Harland’s excavations of Building K in the 1920s (J. P. Harland Archive)

The interdisciplinary nature of the work means that even though there are numerous interesting finds, the most important discovery for Wright and Dabney is the conclusions they were able to draw from the ample data they collected. They explain, “The most interesting discovery of Tsoungiza during the Mycenaean period is not any particular find but rather that our evidence suggests that the settlement and the valley seem to have been largely held as an independent or private landholding of the community, which voluntarily decided to participate in the economy that centered around ancient Mycenae when it rose to power.” For Wright, this is especially visible in the shifting mortuary practices as the community adopted the Mycenaean chamber tomb for family burials.

Restored vessels found at Tsoungiza on the floor of a room uncovered in excavation unit 7 (T. Dabney)

Throughout the excavations, the archaeological team continually felt the presence of the families that have lived in the area for generations. Many workers on the site in the 1980s lived adjacent to the excavations or had relatives—fathers, grandfathers, uncles, great uncles—who worked for Harland in the 1920s. The excavation team rented houses, borrowed tools, and sometimes purchased land from the locals, though such efforts weren’t always successful; they were unable to purchase or re-excavate the field where Harland’s Trench L was located, stopping them from checking Harland’s reported findings. But in other situations, the locals were a valuable asset to the excavations. George Papaioannou, the former mayor of Heraklion (Archaia Nemea) who owned land adjacent to the excavations, allowed the team free use of his chicken sheds and water to process finds. Perhaps most importantly, the excavation team interacted with the families on a social level: attending workers’ banquets, weddings, funerals, and local festivals. Wright and Dabney reminisced about their time at Tsoungiza: “We convinced one family to whitewash their family chapel of Ayia Paraskevi (St. Friday, the Day of Preparedness) and celebrate the eve of the saint’s day one summer with a slaughtered lamb, traditional music and dancing, and consumption of too much of the family’s household wine!” It was these experiences that make for some of Wright and Dabney’s favorite recollections of Tsoungiza. They explain that their strongest memories “are those that we share with the many students and many villagers we worked with—discoveries in the trenches and museum, meals we shared together at the dig house and in the homes of villagers, and the intellectual development of our students, many of whom have gone on to successful careers of their own.”

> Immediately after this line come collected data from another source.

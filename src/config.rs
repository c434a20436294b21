//! Configuration management for viewlog

use anyhow::{Context, Result};
use serde::{Deserialize, Serialize};
use std::path::{Path, PathBuf};

use crate::logging::{TraceLevel, DEFAULT_LOG_FILE, DEFAULT_ROTATION_THRESHOLD};

/// Logger settings
#[derive(Debug, Clone, Serialize, Deserialize, PartialEq, Eq)]
pub struct LoggerConfig {
    /// Primary log file (default: ./logs/error.log)
    #[serde(default = "default_file_path")]
    pub file_path: PathBuf,

    /// Lowest level written (default: debug)
    #[serde(default)]
    pub minimum_level: TraceLevel,

    /// Primary size in bytes above which the view file is archived (default: 1000)
    #[serde(default = "default_rotation_threshold")]
    pub rotation_threshold_bytes: u64,
}

/// Static file server settings
#[derive(Debug, Clone, Serialize, Deserialize, PartialEq, Eq)]
pub struct ServerConfig {
    /// Port to serve on (default: 8100)
    #[serde(default = "default_port")]
    pub port: u16,

    /// Directory to expose (default: ./logs)
    #[serde(default = "default_directory")]
    pub directory: PathBuf,
}

/// Sample error loop run by the binary
#[derive(Debug, Clone, Serialize, Deserialize, PartialEq, Eq)]
pub struct DemoConfig {
    /// Seconds between sample records (default: 5)
    #[serde(default = "default_interval_secs")]
    pub interval_secs: u64,

    /// Message written each tick
    #[serde(default = "default_message")]
    pub message: String,
}

/// Application configuration
#[derive(Debug, Clone, Default, Serialize, Deserialize, PartialEq, Eq)]
pub struct Config {
    #[serde(default)]
    pub logger: LoggerConfig,

    #[serde(default)]
    pub server: ServerConfig,

    #[serde(default)]
    pub demo: DemoConfig,
}

fn default_file_path() -> PathBuf {
    PathBuf::from(DEFAULT_LOG_FILE)
}

fn default_rotation_threshold() -> u64 {
    DEFAULT_ROTATION_THRESHOLD
}

fn default_port() -> u16 {
    8100
}

fn default_directory() -> PathBuf {
    PathBuf::from("./logs")
}

fn default_interval_secs() -> u64 {
    5
}

fn default_message() -> String {
    "errodds----fdsfsd".to_string()
}

impl Default for LoggerConfig {
    fn default() -> Self {
        Self {
            file_path: default_file_path(),
            minimum_level: TraceLevel::default(),
            rotation_threshold_bytes: default_rotation_threshold(),
        }
    }
}

impl Default for ServerConfig {
    fn default() -> Self {
        Self {
            port: default_port(),
            directory: default_directory(),
        }
    }
}

impl Default for DemoConfig {
    fn default() -> Self {
        Self {
            interval_secs: default_interval_secs(),
            message: default_message(),
        }
    }
}

impl Config {
    /// Load configuration from the default location, or return defaults if not found
    pub fn load() -> Result<Self> {
        Self::load_from(&config_file_path())
    }

    /// Load configuration from `path`, or return defaults if it does not exist
    pub fn load_from(path: &Path) -> Result<Self> {
        if path.exists() {
            let content = std::fs::read_to_string(path)
                .with_context(|| format!("Failed to read config file {}", path.display()))?;
            toml::from_str(&content)
                .with_context(|| format!("Failed to parse config file {}", path.display()))
        } else {
            Ok(Self::default())
        }
    }

    /// Save configuration to `path`
    pub fn save_to(&self, path: &Path) -> Result<()> {
        let content = toml::to_string_pretty(self).context("Failed to serialize config")?;
        std::fs::write(path, content).context("Failed to write config file")?;
        Ok(())
    }
}

/// Get the base configuration directory (~/.viewlog)
/// Falls back to ./.viewlog if home directory cannot be determined
pub fn config_dir() -> PathBuf {
    try_config_dir().unwrap_or_else(|| {
        tracing::warn!("Could not determine home directory, using current directory for config");
        PathBuf::from(".viewlog")
    })
}

/// Try to get the base configuration directory, returning None if home dir is unavailable
pub fn try_config_dir() -> Option<PathBuf> {
    dirs::home_dir().map(|h| h.join(".viewlog"))
}

/// Get the path to the config file
pub fn config_file_path() -> PathBuf {
    config_dir().join("config.toml")
}

/// Create the directory holding the primary log file
///
/// The logger never creates directories itself; a missing parent makes every write fail.
pub fn ensure_log_directory(config: &LoggerConfig) -> Result<()> {
    if let Some(parent) = config.file_path.parent() {
        if !parent.as_os_str().is_empty() {
            std::fs::create_dir_all(parent).with_context(|| {
                format!("Failed to create log directory {}", parent.display())
            })?;
        }
    }
    Ok(())
}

With guidance from the local residents, the NVAP team learned to make sun-dried mudbricks (T. Dabney)

Now that NVAP III has been published, Wright and Dabney are returning to Kommos. They became interested in the site when Joseph and Maria Shaw mentored them early in their careers. When Wright was director of the ASCSA, he helped the Shaws develop a site conservation plan for Kommos that was approved by the Ministry of Culture. He is now working with the Ephoreia to implement the plan with the hopes of opening the site to the public in the next several years. Both Wright and Dabney are looking forward to the end of the pandemic so that they can start working with conservators to stabilize the standing remains of the Bronze Age Mediterranean port.